High levels of estrogen enhance associative memory formation in ovariectomized females
Introduction
The ovarian hormone estrogen has a profound influence on the morphological and electrophysiological properties of the hippocampus, a brain region implicated in certain forms of learning and memory. It has been shown that exposure to estrogen either exogenously or endogenously during proestrus greatly enhances the density of dendritic spines in area CA1 of the hippocampus (Gould et al., 1990, Woolley and McEwen, 1993, Shors et al., 2001). Over the 5-day estrous cycle of the rat, spine density can fluctuate as much as 30% (Woolley et al., 1990). Moreover, these changes in the dendritic spines have been shown to reflect changes in synapse density and to be accompanied by changes in astrocytic volume (Woolley and McEwen, 1992, Klintsova et al., 1995). In addition to these structural alterations, hippocampal electrophysiology is also sensitive to estrogen (Wong and Moss, 1992). For example, both in vivo and in vitro studies have shown that estrogen affects hippocampal excitability, as well as the induction of LTP (Warren et al., 1995, Cordoba Montoya and Carrer, 1997) and LTD (Desmond et al., 2000).
Such hormonally regulated changes in hippocampal synaptic plasticity may have important behavioral implications. Indeed, there are numerous studies that have examined the effects of estradiol on hippocampal-dependent learning. However, the results have been equivocal, with estrogen reported to impair, enhance or have no effect on performance. Studies examining performance in the spatial water maze task during the estrous cycle have reported small deficits (Frye, 1995, Warren and Juraska, 1997) or no difference (Berry et al., 1997) in females during exposure to proestrous levels of estrogen. In the radial arm maze, a test of spatial working memory, stable performance across the estrous cycle was demonstrated (Stackman et al., 1997). In contrast, our laboratory has observed that performance of both hippocampal-dependent and -independent types of classical eyeblink conditioning are enhanced during proestrus relative to other stages of estrus and to performance in males (Shors et al., 1998, Wood et al., 2001).
In hormone replacement studies, estrogen administration in ovariectomized rats enhances performance on some types of tasks but impairs performance on others.
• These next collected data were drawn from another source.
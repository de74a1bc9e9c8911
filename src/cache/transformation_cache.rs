//! Transformation checksum -> result bookkeeping
//!
//! Pure state: every method is synchronous and returns the buffer
//! checksums whose refcounts the caller must adjust. The service holds it
//! behind a mutex and never across an await point.

use std::collections::HashMap;
use std::time::{Duration, Instant};

use crate::checksum::Checksum;
use crate::transformation::Transformation;

/// Identifies one requester of a transformation
#[derive(Debug, Clone, Copy, PartialEq, Eq, Hash, PartialOrd, Ord)]
pub struct TransformerId(pub u64);

/// How long an unreferenced transformation stays registered
#[derive(Debug, Clone, Copy)]
pub struct KeepAlive {
    pub min: Duration,
    pub max: Duration,
    /// Jobs running longer than this get `max`
    pub threshold: Duration,
}

impl Default for KeepAlive {
    fn default() -> Self {
        Self {
            min: Duration::from_secs(1),
            max: Duration::from_secs(20),
            threshold: Duration::from_secs(20),
        }
    }
}

/// What `set_result` did
#[derive(Debug, Clone, Copy, PartialEq, Eq)]
pub enum ResultUpdate {
    /// A final result was already present; nothing changed
    Ignored,
    /// The result was stored; `replaced` is the preliminary result it superseded
    Stored { replaced: Option<Checksum> },
}

/// A transformation removed from the cache, with the buffers it referenced
#[derive(Debug, Clone)]
pub struct Destroyed {
    pub transformation: Transformation,
    /// Preliminary result that was dropped along with it
    pub preliminary: Option<Checksum>,
    /// Final result referenced since registration
    pub held: Option<Checksum>,
}

/// What `undo` removed
#[derive(Debug, Clone, Copy, Default, PartialEq, Eq)]
pub struct Undone {
    /// Result that was associated with the transformation, if any
    pub result: Option<Checksum>,
    /// Result buffer whose transient reference must be dropped
    pub release: Option<Checksum>,
}

#[derive(Debug, Clone, Default, PartialEq, Eq)]
pub struct TransformationCacheStats {
    pub transformations: usize,
    pub results: usize,
    pub exceptions: usize,
    pub known: usize,
    pub running: usize,
}

#[derive(Default)]
pub struct TransformationCache {
    transformations: HashMap<Checksum, Transformation>,
    /// tf checksum -> (result checksum, preliminary)
    results: HashMap<Checksum, (Checksum, bool)>,
    /// result checksum -> tf checksums (final results only)
    results_rev: HashMap<Checksum, Vec<Checksum>>,
    exceptions: HashMap<Checksum, String>,
    logs: HashMap<Checksum, String>,
    transformer_to_transformation: HashMap<TransformerId, Option<Checksum>>,
    transformation_to_transformers: HashMap<Checksum, Vec<TransformerId>>,
    /// Results of transformations launched imperatively or reported by a worker
    known: HashMap<Checksum, Checksum>,
    known_rev: HashMap<Checksum, Vec<Checksum>>,
    /// Final results referenced by a registered transformation
    held: HashMap<Checksum, Checksum>,
    job_start: HashMap<Checksum, Instant>,
    job_progress: HashMap<Checksum, f64>,
}

impl TransformationCache {
    pub fn new() -> Self {
        Self::default()
    }

    /// Store a transformation dict; returns true on first registration
    ///
    /// A re-registration replaces the dict, to pick up changed metadata.
    pub fn add_transformation(&mut self, tf_checksum: Checksum, transformation: Transformation) -> bool {
        self.transformation_to_transformers.entry(tf_checksum).or_default();
        self.transformations.insert(tf_checksum, transformation).is_none()
    }

    /// Let a registered transformation reference its final result, if one is known
    ///
    /// Returns the result buffer that must be incref'ed.
    pub fn hold_result(&mut self, tf_checksum: &Checksum) -> Option<Checksum> {
        if !self.transformations.contains_key(tf_checksum) || self.held.contains_key(tf_checksum) {
            return None;
        }
        match self.results.get(tf_checksum) {
            Some((result, false)) => {
                self.held.insert(*tf_checksum, *result);
                Some(*result)
            }
            _ => None,
        }
    }

    pub fn transformation(&self, tf_checksum: &Checksum) -> Option<&Transformation> {
        self.transformations.get(tf_checksum)
    }

    pub fn contains(&self, tf_checksum: &Checksum) -> bool {
        self.transformations.contains_key(tf_checksum)
    }

    pub fn register_transformer(&mut self, transformer: TransformerId) {
        self.transformer_to_transformation.entry(transformer).or_insert(None);
    }

    /// Attach a transformer to a transformation
    ///
    /// Returns the transformation it was attached to before, when that differs.
    pub fn attach(&mut self, tf_checksum: Checksum, transformer: TransformerId) -> Option<Checksum> {
        let transformers = self.transformation_to_transformers.entry(tf_checksum).or_default();
        if !transformers.contains(&transformer) {
            transformers.push(transformer);
        }
        let old = self
            .transformer_to_transformation
            .insert(transformer, Some(tf_checksum))
            .flatten();
        old.filter(|old| *old != tf_checksum)
    }

    /// Detach a transformer; returns how many transformers remain
    pub fn detach(&mut self, tf_checksum: &Checksum, transformer: TransformerId) -> usize {
        if let Some(Some(current)) = self.transformer_to_transformation.get(&transformer) {
            if current == tf_checksum {
                self.transformer_to_transformation.insert(transformer, None);
            }
        }
        match self.transformation_to_transformers.get_mut(tf_checksum) {
            Some(transformers) => {
                transformers.retain(|t| *t != transformer);
                transformers.len()
            }
            None => 0,
        }
    }

    /// Forget a transformer entirely; returns the transformation it was attached to
    pub fn destroy_transformer(&mut self, transformer: TransformerId) -> Option<Checksum> {
        self.transformer_to_transformation.remove(&transformer).flatten()
    }

    pub fn transformation_of(&self, transformer: TransformerId) -> Option<Checksum> {
        self.transformer_to_transformation.get(&transformer).copied().flatten()
    }

    pub fn referrers(&self, tf_checksum: &Checksum) -> usize {
        self.transformation_to_transformers
            .get(tf_checksum)
            .map(Vec::len)
            .unwrap_or(0)
    }

    /// Grace period before destroying an unreferenced transformation
    pub fn keep_alive(&self, tf_checksum: &Checksum, now: Instant, policy: &KeepAlive) -> Duration {
        match self.job_start.get(tf_checksum) {
            Some(start) if now.saturating_duration_since(*start) > policy.threshold => policy.max,
            _ => policy.min,
        }
    }

    /// Remove a transformation that no transformer refers to anymore
    ///
    /// Preliminary results go with it; final results stay cached.
    pub fn destroy(&mut self, tf_checksum: &Checksum) -> Option<Destroyed> {
        if self.referrers(tf_checksum) > 0 {
            return None;
        }
        let transformation = self.transformations.remove(tf_checksum)?;
        self.transformation_to_transformers.remove(tf_checksum);
        self.logs.remove(tf_checksum);
        let preliminary = match self.results.get(tf_checksum).copied() {
            Some((result, true)) => {
                self.results.remove(tf_checksum);
                Some(result)
            }
            _ => None,
        };
        Some(Destroyed {
            transformation,
            preliminary,
            held: self.held.remove(tf_checksum),
        })
    }

    pub fn result(&self, tf_checksum: &Checksum) -> Option<(Checksum, bool)> {
        self.results.get(tf_checksum).copied()
    }

    /// Store a (preliminary or final) result
    pub fn set_result(&mut self, tf_checksum: Checksum, result: Checksum, prelim: bool) -> ResultUpdate {
        let replaced = match self.results.get(&tf_checksum) {
            Some((_, false)) => return ResultUpdate::Ignored,
            Some((old, true)) => Some(*old),
            None => None,
        };
        self.results.insert(tf_checksum, (result, prelim));
        if !prelim {
            self.push_rev(tf_checksum, result);
        }
        ResultUpdate::Stored { replaced }
    }

    /// Adopt a final result found in the database; true if it was not cached yet
    pub fn adopt_result(&mut self, tf_checksum: Checksum, result: Checksum) -> bool {
        if let Some((_, false)) = self.results.get(&tf_checksum) {
            return false;
        }
        self.results.insert(tf_checksum, (result, false));
        self.push_rev(tf_checksum, result);
        true
    }

    fn push_rev(&mut self, tf_checksum: Checksum, result: Checksum) {
        let rev = self.results_rev.entry(result).or_default();
        if !rev.contains(&tf_checksum) {
            rev.push(tf_checksum);
        }
    }

    /// Record a result of a transformation that was not run through this cache
    pub fn register_known(&mut self, tf_checksum: Checksum, result: Checksum) {
        if self.known.get(&tf_checksum) == Some(&result) {
            return;
        }
        if let Some(old) = self.known.insert(tf_checksum, result) {
            if let Some(rev) = self.known_rev.get_mut(&old) {
                rev.retain(|t| *t != tf_checksum);
            }
        }
        self.known_rev.entry(result).or_default().push(tf_checksum);
    }

    pub fn known(&self, tf_checksum: &Checksum) -> Option<Checksum> {
        self.known.get(tf_checksum).copied()
    }

    /// Transformations known to have produced `result`, cached results first
    pub fn producers_of(&self, result: &Checksum) -> Vec<Checksum> {
        let mut producers: Vec<Checksum> = self.results_rev.get(result).cloned().unwrap_or_default();
        for tf in self.known_rev.get(result).into_iter().flatten() {
            if !producers.contains(tf) {
                producers.push(*tf);
            }
        }
        producers
    }

    /// Forget the result of a transformation so that it is recomputed
    pub fn undo(&mut self, tf_checksum: &Checksum) -> Undone {
        let mut undone = Undone::default();
        if let Some((result, _)) = self.results.remove(tf_checksum) {
            undone.result = Some(result);
            undone.release = Some(result);
            if let Some(rev) = self.results_rev.get_mut(&result) {
                rev.retain(|t| t != tf_checksum);
                if rev.is_empty() {
                    self.results_rev.remove(&result);
                }
            }
        }
        if let Some(known) = self.known.remove(tf_checksum) {
            if let Some(rev) = self.known_rev.get_mut(&known) {
                rev.retain(|t| t != tf_checksum);
                if rev.is_empty() {
                    self.known_rev.remove(&known);
                }
            }
            undone.result = Some(known);
        }
        self.logs.remove(tf_checksum);
        undone
    }

    pub fn set_exception(&mut self, tf_checksum: Checksum, exception: String, logs: Option<String>) {
        self.exceptions.insert(tf_checksum, exception);
        if let Some(logs) = logs {
            self.logs.insert(tf_checksum, logs);
        }
    }

    pub fn exception(&self, tf_checksum: &Checksum) -> Option<&str> {
        self.exceptions.get(tf_checksum).map(String::as_str)
    }

    pub fn clear_exception(&mut self, tf_checksum: &Checksum) -> Option<String> {
        self.exceptions.remove(tf_checksum)
    }

    pub fn set_logs(&mut self, tf_checksum: Checksum, logs: String) {
        self.logs.insert(tf_checksum, logs);
    }

    pub fn logs(&self, tf_checksum: &Checksum) -> Option<&str> {
        self.logs.get(tf_checksum).map(String::as_str)
    }

    pub fn job_started(&mut self, tf_checksum: Checksum, at: Instant) {
        self.job_start.insert(tf_checksum, at);
        self.job_progress.remove(&tf_checksum);
    }

    /// Returns the job start time, if the job was registered
    pub fn job_finished(&mut self, tf_checksum: &Checksum) -> Option<Instant> {
        self.job_progress.remove(tf_checksum);
        self.job_start.remove(tf_checksum)
    }

    pub fn is_running(&self, tf_checksum: &Checksum) -> bool {
        self.job_start.contains_key(tf_checksum)
    }

    pub fn set_progress(&mut self, tf_checksum: Checksum, progress: f64) {
        if self.job_start.contains_key(&tf_checksum) {
            self.job_progress.insert(tf_checksum, progress);
        }
    }

    pub fn progress(&self, tf_checksum: &Checksum) -> Option<f64> {
        self.job_progress.get(tf_checksum).copied()
    }

    pub fn running(&self) -> Vec<Checksum> {
        self.job_start.keys().copied().collect()
    }

    pub fn stats(&self) -> TransformationCacheStats {
        TransformationCacheStats {
            transformations: self.transformations.len(),
            results: self.results.len(),
            exceptions: self.exceptions.len(),
            known: self.known.len(),
            running: self.job_start.len(),
        }
    }
}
For example, estrogen improves spatial working memory aspects of the radial arm maze (Fader et al., 1999, Daniel et al., 1997, Luine et al., 1998, Bimonte and Denenberg, 1999, Gibbs, 1999, Korol and Kolo, 2002). Beneficial effects of estrogen replacement have been observed in spatial water maze tasks (O’Neal et al., 1996, Packard and Teather, 1997, Sandstrom and Williams, 2001). Estrogen has also been shown to adversely affect learning of conditioned place preference (Galea et al., 2001) and contextual fear memories (Markus and Zecevic, 1997, Gupta et al., 2001).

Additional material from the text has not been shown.